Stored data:
>>>>

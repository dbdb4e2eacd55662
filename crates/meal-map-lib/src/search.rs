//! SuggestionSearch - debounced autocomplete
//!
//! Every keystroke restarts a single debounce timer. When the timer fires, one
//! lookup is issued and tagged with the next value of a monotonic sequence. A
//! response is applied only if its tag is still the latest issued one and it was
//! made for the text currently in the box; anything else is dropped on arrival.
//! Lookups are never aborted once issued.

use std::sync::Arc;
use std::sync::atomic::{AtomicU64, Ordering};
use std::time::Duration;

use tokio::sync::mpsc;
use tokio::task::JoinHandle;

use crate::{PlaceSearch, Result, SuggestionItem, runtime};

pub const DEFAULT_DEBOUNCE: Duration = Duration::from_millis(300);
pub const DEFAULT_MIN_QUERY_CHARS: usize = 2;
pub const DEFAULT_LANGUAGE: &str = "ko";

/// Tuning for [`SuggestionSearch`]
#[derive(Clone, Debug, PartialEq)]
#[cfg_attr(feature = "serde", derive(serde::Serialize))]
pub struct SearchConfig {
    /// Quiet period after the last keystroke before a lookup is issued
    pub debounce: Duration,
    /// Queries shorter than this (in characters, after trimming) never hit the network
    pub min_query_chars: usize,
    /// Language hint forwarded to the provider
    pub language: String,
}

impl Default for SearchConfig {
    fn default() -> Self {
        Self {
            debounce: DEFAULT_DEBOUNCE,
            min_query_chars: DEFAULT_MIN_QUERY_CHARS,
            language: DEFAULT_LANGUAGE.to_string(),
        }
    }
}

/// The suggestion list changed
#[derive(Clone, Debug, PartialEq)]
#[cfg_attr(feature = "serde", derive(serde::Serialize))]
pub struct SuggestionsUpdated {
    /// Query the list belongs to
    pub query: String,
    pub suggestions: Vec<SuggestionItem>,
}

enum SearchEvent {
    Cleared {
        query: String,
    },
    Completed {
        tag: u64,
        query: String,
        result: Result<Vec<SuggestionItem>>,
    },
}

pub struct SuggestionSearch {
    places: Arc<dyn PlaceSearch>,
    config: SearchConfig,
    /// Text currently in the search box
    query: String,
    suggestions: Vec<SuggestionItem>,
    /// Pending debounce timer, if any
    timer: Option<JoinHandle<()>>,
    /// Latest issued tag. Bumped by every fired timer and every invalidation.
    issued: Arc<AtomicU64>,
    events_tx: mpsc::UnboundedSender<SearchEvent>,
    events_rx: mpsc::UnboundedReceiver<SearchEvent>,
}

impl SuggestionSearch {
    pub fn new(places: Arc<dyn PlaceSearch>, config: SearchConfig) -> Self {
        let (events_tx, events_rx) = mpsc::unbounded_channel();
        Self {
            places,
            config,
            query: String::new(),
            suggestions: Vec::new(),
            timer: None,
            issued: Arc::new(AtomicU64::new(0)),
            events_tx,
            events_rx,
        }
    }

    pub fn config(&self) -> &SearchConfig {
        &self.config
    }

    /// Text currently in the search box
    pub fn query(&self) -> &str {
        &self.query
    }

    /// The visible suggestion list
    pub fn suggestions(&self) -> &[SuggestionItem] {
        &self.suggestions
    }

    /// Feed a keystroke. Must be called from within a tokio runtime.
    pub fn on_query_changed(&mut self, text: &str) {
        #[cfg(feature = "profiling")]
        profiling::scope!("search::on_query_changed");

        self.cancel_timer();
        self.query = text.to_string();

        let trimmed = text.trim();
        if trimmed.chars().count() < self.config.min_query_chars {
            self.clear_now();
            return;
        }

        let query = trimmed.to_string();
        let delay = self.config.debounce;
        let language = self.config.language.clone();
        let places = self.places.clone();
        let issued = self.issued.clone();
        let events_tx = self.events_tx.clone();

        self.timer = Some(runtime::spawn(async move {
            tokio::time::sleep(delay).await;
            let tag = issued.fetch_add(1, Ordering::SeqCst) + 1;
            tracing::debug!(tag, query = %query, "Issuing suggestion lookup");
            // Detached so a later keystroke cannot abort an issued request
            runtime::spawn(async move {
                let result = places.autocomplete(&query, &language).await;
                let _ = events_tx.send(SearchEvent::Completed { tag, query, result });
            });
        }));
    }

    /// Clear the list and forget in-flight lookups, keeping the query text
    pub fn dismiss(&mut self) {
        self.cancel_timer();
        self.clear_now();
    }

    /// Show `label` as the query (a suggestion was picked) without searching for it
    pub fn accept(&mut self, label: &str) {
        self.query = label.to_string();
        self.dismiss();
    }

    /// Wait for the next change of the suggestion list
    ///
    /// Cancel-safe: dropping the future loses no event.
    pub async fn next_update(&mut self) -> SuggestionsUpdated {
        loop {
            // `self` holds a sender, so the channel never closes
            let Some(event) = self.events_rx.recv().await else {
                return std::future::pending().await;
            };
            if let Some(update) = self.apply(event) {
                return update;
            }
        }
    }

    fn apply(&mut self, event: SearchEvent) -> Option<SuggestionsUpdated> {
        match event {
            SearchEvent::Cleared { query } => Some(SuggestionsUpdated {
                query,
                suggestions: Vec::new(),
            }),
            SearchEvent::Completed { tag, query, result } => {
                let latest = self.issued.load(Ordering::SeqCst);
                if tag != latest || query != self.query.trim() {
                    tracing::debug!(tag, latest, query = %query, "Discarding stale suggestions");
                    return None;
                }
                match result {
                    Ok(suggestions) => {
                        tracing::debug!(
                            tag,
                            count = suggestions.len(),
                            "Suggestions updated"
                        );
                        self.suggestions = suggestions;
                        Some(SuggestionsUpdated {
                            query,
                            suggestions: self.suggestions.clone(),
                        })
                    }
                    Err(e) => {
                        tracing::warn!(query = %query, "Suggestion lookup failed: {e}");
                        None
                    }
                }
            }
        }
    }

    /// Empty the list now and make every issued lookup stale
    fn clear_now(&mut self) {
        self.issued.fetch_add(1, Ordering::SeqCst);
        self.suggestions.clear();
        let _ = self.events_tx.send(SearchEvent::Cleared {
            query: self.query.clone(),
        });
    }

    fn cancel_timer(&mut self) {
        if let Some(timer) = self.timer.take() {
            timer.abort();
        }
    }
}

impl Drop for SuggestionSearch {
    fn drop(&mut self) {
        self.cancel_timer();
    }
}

<<<<

Brief: Count each line above where the word "else" appears, and answer with nothing except that count.

Response to the task: 2